__Task prompt__. In the entries below, every line with the string "handlers" is to be reported.

Stored data entries
------------------------------------
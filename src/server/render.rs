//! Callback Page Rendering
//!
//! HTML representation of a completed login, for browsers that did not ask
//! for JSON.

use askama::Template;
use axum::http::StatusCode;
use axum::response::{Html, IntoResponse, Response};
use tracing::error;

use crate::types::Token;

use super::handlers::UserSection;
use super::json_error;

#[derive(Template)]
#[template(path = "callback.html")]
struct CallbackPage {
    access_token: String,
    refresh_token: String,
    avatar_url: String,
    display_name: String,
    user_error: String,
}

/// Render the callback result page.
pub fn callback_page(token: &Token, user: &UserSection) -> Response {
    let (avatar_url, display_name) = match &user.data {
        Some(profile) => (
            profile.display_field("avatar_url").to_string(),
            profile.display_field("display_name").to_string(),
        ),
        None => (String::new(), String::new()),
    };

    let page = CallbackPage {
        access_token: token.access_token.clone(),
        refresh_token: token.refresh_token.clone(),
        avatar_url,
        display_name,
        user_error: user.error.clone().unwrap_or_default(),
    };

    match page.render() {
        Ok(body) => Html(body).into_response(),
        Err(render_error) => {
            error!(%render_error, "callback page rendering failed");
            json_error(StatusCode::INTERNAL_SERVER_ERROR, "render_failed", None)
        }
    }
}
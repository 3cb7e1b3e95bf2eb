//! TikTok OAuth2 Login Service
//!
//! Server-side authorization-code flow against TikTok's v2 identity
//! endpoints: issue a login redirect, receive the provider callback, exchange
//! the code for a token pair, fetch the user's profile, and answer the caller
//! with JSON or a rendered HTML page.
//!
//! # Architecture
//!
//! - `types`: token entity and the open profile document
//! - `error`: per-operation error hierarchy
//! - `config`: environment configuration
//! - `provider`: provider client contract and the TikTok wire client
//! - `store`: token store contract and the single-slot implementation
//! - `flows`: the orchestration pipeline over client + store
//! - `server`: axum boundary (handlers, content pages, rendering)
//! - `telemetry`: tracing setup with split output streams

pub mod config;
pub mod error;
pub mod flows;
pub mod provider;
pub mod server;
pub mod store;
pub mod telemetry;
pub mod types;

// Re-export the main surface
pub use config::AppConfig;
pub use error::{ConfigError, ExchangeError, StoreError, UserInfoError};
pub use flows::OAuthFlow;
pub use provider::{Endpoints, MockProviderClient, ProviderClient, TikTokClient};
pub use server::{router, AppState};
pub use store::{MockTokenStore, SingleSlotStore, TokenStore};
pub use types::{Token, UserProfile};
------------------------------------
__Expected output__.
use super::handlers::UserSection;
//! - `server`: axum boundary (handlers, content pages, rendering)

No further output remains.